Aurelio, avendo già cavalcato progetti altrettanto anticonformisti, colse la palla al balzo e fu proprio per via della poltrona Sacco che si coniò il termine Seduta, non essendo propriamente ne una sedia ne una poltrona.

Arrivata negli States venne chiamata Bean Bag e successivamente ogni prodotto contenente simile imbottitura prese il nome proprio dalla “poltrona fagiolo”: la seduta delle nuove generazioni, dei Peanuts di Schulz, dei fan della musica pop.

Colorata e informale, libera da vincoli di posture predefinite, facilmente trasportabile, amichevole, nel pieno spirito anni 60.

poltrona sacco vari colori

Si può quindi definire una vera e propria icona?

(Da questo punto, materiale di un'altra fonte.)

//! Outbound machine-control command boundary.
//!
//! The remote API (authentication, transport, request encoding) lives behind
//! [`MachineClient`]; this module only defines the commands the dispatcher
//! can issue and how a menu entry maps onto one.

use crate::config::{PREINFUSION_OFF_THRESHOLD_S, PREINFUSION_ON_THRESHOLD_S};
use crate::menu::{Menu, Value};

/// Which remote operation a menu entry drives.
#[derive(Clone, Copy, Debug, PartialEq, Eq)]
#[cfg_attr(feature = "defmt", derive(defmt::Format))]
pub enum Target {
    Power,
    BoilerTemperature,
    SteamLevel,
    Preinfusion,
}

/// One outbound command, carrying the value read at fire time.
#[derive(Clone, Copy, Debug, PartialEq)]
#[cfg_attr(feature = "defmt", derive(defmt::Format))]
pub enum Command {
    SetPower(bool),
    SetTemperature(f32),
    SetSteamLevel(i32),
    SetPreinfusion {
        enabled: bool,
        on_threshold: f32,
        off_threshold: f32,
    },
}

/// Errors reported by the API client. Surfaced to the caller and logged;
/// never retried automatically and never fatal to the input loop.
#[derive(Clone, Copy, Debug, PartialEq, Eq)]
#[cfg_attr(feature = "defmt", derive(defmt::Format))]
pub enum ApiError {
    /// No bearer credential is available yet.
    NotAuthenticated,
    /// The request could not reach the gateway.
    Transport,
    /// The gateway answered with a non-success status.
    Rejected(u16),
}

/// Asynchronous machine-control client.
///
/// Implementations own the credential and the transport; each operation
/// performs one request and reports failure through `ApiError`.
#[allow(async_fn_in_trait)]
pub trait MachineClient {
    async fn set_power(&mut self, on: bool) -> Result<(), ApiError>;
    async fn set_temperature(&mut self, celsius: f32) -> Result<(), ApiError>;
    async fn set_steam_level(&mut self, level: i32) -> Result<(), ApiError>;
    async fn set_preinfusion(
        &mut self,
        enabled: bool,
        on_threshold: f32,
        off_threshold: f32,
    ) -> Result<(), ApiError>;
}

/// Build the outbound command for a menu entry from its *current* value.
///
/// Called when a pending send fires, not when it is scheduled, so a burst of
/// edits always ships the latest value. Read-only entries yield `None`.
pub fn command_for(menu: &Menu, index: usize) -> Option<Command> {
    let setting = menu.get(index);
    match (setting.target?, setting.value) {
        (Target::Power, Value::Bool(on)) => Some(Command::SetPower(on)),
        (Target::BoilerTemperature, Value::Float(celsius)) => {
            Some(Command::SetTemperature(celsius))
        }
        (Target::SteamLevel, Value::Int(level)) => Some(Command::SetSteamLevel(level)),
        (Target::Preinfusion, Value::Bool(enabled)) => Some(Command::SetPreinfusion {
            enabled,
            on_threshold: PREINFUSION_ON_THRESHOLD_S,
            off_threshold: PREINFUSION_OFF_THRESHOLD_S,
        }),
        _ => None,
    }
}

/// Route a [`Command`] to the matching client operation.
pub async fn deliver<C: MachineClient>(client: &mut C, command: Command) -> Result<(), ApiError> {
    match command {
        Command::SetPower(on) => client.set_power(on).await,
        Command::SetTemperature(celsius) => client.set_temperature(celsius).await,
        Command::SetSteamLevel(level) => client.set_steam_level(level).await,
        Command::SetPreinfusion {
            enabled,
            on_threshold,
            off_threshold,
        } => {
            client
                .set_preinfusion(enabled, on_threshold, off_threshold)
                .await
        }
    }
}
//! Rotary encoder decoding.
//!
//! Two out-of-phase lines (A, B) form a 2-bit gray code; the relative order
//! of their transitions gives the rotation direction. [`QuadratureDecoder`]
//! turns sampled line levels into signed steps, and [`EncoderInput`] is the
//! interrupt-shared accumulator the polling loop drains.

use core::sync::atomic::{AtomicBool, AtomicI32, Ordering};

/// Step per observed state transition, indexed by `(prev << 2) | current`
/// where a state is `(a << 1) | b`. Valid single-line transitions yield ±1
/// (+1 clockwise); a repeated state (contact bounce) or an illegal two-line
/// jump yields 0.
const TRANSITIONS: [i8; 16] = [
    0, -1, 1, 0, // prev = 00
    1, 0, 0, -1, // prev = 01
    -1, 0, 0, 1, // prev = 10
    0, 1, -1, 0, // prev = 11
];

const fn phase_state(a: bool, b: bool) -> u8 {
    ((a as u8) << 1) | (b as u8)
}

/// Stateful gray-code decoder. Owned exclusively by the edge-handling
/// context; every edge of either line samples both levels and feeds them in.
pub struct QuadratureDecoder {
    prev: u8,
}

impl QuadratureDecoder {
    /// Start decoding from the given initial line levels.
    pub const fn new(a: bool, b: bool) -> Self {
        Self {
            prev: phase_state(a, b),
        }
    }

    /// Consume one sample of both line levels, returning -1, 0 or +1 steps.
    ///
    /// Simultaneous-edge ordering is whichever sample arrives first; there
    /// is no extra debouncing of the rotary lines themselves.
    pub fn on_levels(&mut self, a: bool, b: bool) -> i32 {
        let current = phase_state(a, b);
        let step = TRANSITIONS[((self.prev << 2) | current) as usize];
        self.prev = current;
        step as i32
    }
}

/// Rotation steps and button edge shared between the interrupt-style edge
/// context (writer) and the polling loop (single consumer).
///
/// Both cells are drained with a single atomic swap, so an edge landing
/// between read and reset can never be lost.
pub struct EncoderInput {
    steps: AtomicI32,
    pressed: AtomicBool,
}

impl EncoderInput {
    pub const fn new() -> Self {
        Self {
            steps: AtomicI32::new(0),
            pressed: AtomicBool::new(false),
        }
    }

    /// Accumulate decoded steps. Edge-context side.
    pub fn record_steps(&self, delta: i32) {
        if delta != 0 {
            self.steps.fetch_add(delta, Ordering::AcqRel);
        }
    }

    /// Latch a confirmed button press. Edge-context side.
    pub fn record_press(&self) {
        self.pressed.store(true, Ordering::Release);
    }

    /// Net signed steps accumulated since the previous call, resetting the
    /// accumulator. Calling again with no intervening edge returns 0.
    pub fn read_delta(&self) -> i32 {
        self.steps.swap(0, Ordering::AcqRel)
    }

    /// True at most once per physical press; clears the flag on read.
    pub fn take_button_edge(&self) -> bool {
        self.pressed.swap(false, Ordering::AcqRel)
    }
}
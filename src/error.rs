//! Unified error type for the brewdial firmware.
//!
//! We avoid `alloc` - all variants carry only fixed-size data.
//! Implements `defmt::Format` for efficient on-target logging.

use defmt::Format;

/// Top-level error type used across the firmware.
#[derive(Debug, Clone, Copy, Format)]
pub enum Error {
    /// SPI transaction to the panel failed.
    Display,

    /// I²C transaction to the touch controller failed.
    Touch,
}
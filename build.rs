//! Build script - copies the linker script into the output directory
//! so the linker can find it when building the embedded binary.

use std::env;
use std::fs;
use std::path::PathBuf;

fn main() {
    let out_dir = PathBuf::from(env::var("OUT_DIR").unwrap());

    // Copy memory.x to OUT_DIR
    fs::copy("memory.x", out_dir.join("memory.x")).unwrap();

    // Tell cargo to look for linker scripts in OUT_DIR
    println!("cargo:rustc-link-search={}", out_dir.display());

    // Rebuild if the linker script changes
    println!("cargo:rerun-if-changed=memory.x");
    println!("cargo:rerun-if-changed=build.rs");
}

La Poltrona Sacco divenne ben presto un icona del Radical Design, che si distaccava dal Modern Movement, esaltando principi diametralmente opposti: rifiutando l’essenzialità e il minimalismo e investendo sulla creatività individuale e la libera espressione.

 

A differenza dell’Anti-Design però, che si opponeva al Razionalismo, il Radical era più teorico e sfruttabile, la forma era un tutt’uno con la funzione. Molti prodotti del Radical sono usabili a differenza della pura protesta effettuata dall’Anti-Design.Il Radical Design cercava di cambiare la percezione del modernismo proponendo prodotti utopistici e totalmente nuovi.

poltrona sacco colorata

La ricerca di un approccio più giovanile, meno serio di quello offerto dal Good Design degli anni 50, portò i designer a privilegiare oggetti dalle forme morbide, con una voglia di freschezza e cambiamento: da questo nasce la cultura Pop e le forme ardite rispecchiavano l’ottimismo anni 60, spazzando via definitivamente la durezza post-bellica ed essendo improntati per adattarsi ad un pubblico giovanile erano anche relativamente economici. Anche la scelta dei materiali, spesso plastica, rispecchiava la sperimentazione e il radicale cambiamento.

Ma oggi dove è possibile vedere questa poltrona?

La Poltrona Sacco è tutt’ora in produzione ed è esposta nei seguenti musei:

The Museum of Modern Art di New York, Musèe des Arts Dècoratifs di Parigi, Museo dell’arredo contemporaneo di Russi (Ra), Fondazione Triennale Design Museum di Milano,  Musèe National d’Art Moderne di Parigi, Powerhouse Museum di Sydney e Shiodomeitalia Creative Center di Tokyo.